**Work to be completed**. Exact copies of all records below are needed.

**Source data**.
········

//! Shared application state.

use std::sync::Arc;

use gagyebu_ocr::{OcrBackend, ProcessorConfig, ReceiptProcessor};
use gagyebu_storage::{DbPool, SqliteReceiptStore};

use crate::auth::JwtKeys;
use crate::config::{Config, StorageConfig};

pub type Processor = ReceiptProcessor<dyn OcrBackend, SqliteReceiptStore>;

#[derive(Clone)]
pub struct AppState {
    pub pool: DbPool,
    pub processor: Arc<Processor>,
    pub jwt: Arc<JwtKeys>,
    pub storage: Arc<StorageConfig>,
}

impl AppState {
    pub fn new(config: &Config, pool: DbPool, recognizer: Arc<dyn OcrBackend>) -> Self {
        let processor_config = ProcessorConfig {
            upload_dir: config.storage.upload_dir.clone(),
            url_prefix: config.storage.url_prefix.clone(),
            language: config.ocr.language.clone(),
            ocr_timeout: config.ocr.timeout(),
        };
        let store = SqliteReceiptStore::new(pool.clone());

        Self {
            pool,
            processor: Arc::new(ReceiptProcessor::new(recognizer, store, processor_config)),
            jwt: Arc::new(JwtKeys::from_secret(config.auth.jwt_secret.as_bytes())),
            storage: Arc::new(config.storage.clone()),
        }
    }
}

········

**Response to this task**.
//! Shared application state.

use std::sync::Arc;

use gagyebu_ocr::{OcrBackend, ProcessorConfig, ReceiptProcessor};
use gagyebu_storage::{DbPool, SqliteReceiptStore};

use crate::auth::JwtKeys;
use crate::config::{Config, StorageConfig};

pub type Processor = ReceiptProcessor<dyn OcrBackend, SqliteReceiptStore>;

#[derive(Clone)]
pub struct AppState {
    pub pool: DbPool,
    pub processor: Arc<Processor>,
    pub jwt: Arc<JwtKeys>,
    pub storage: Arc<StorageConfig>,
}

impl AppState {
    pub fn new(config: &Config, pool: DbPool, recognizer: Arc<dyn OcrBackend>) -> Self {
        let processor_config = ProcessorConfig {
            upload_dir: config.storage.upload_dir.clone(),
            url_prefix: config.storage.url_prefix.clone(),
            language: config.ocr.language.clone(),
            ocr_timeout: config.ocr.timeout(),
        };
        let store = SqliteReceiptStore::new(pool.clone());

        Self {
            pool,
            processor: Arc::new(ReceiptProcessor::new(recognizer, store, processor_config)),
            jwt: Arc::new(JwtKeys::from_secret(config.auth.jwt_secret.as_bytes())),
            storage: Arc::new(config.storage.clone()),
        }
    }
}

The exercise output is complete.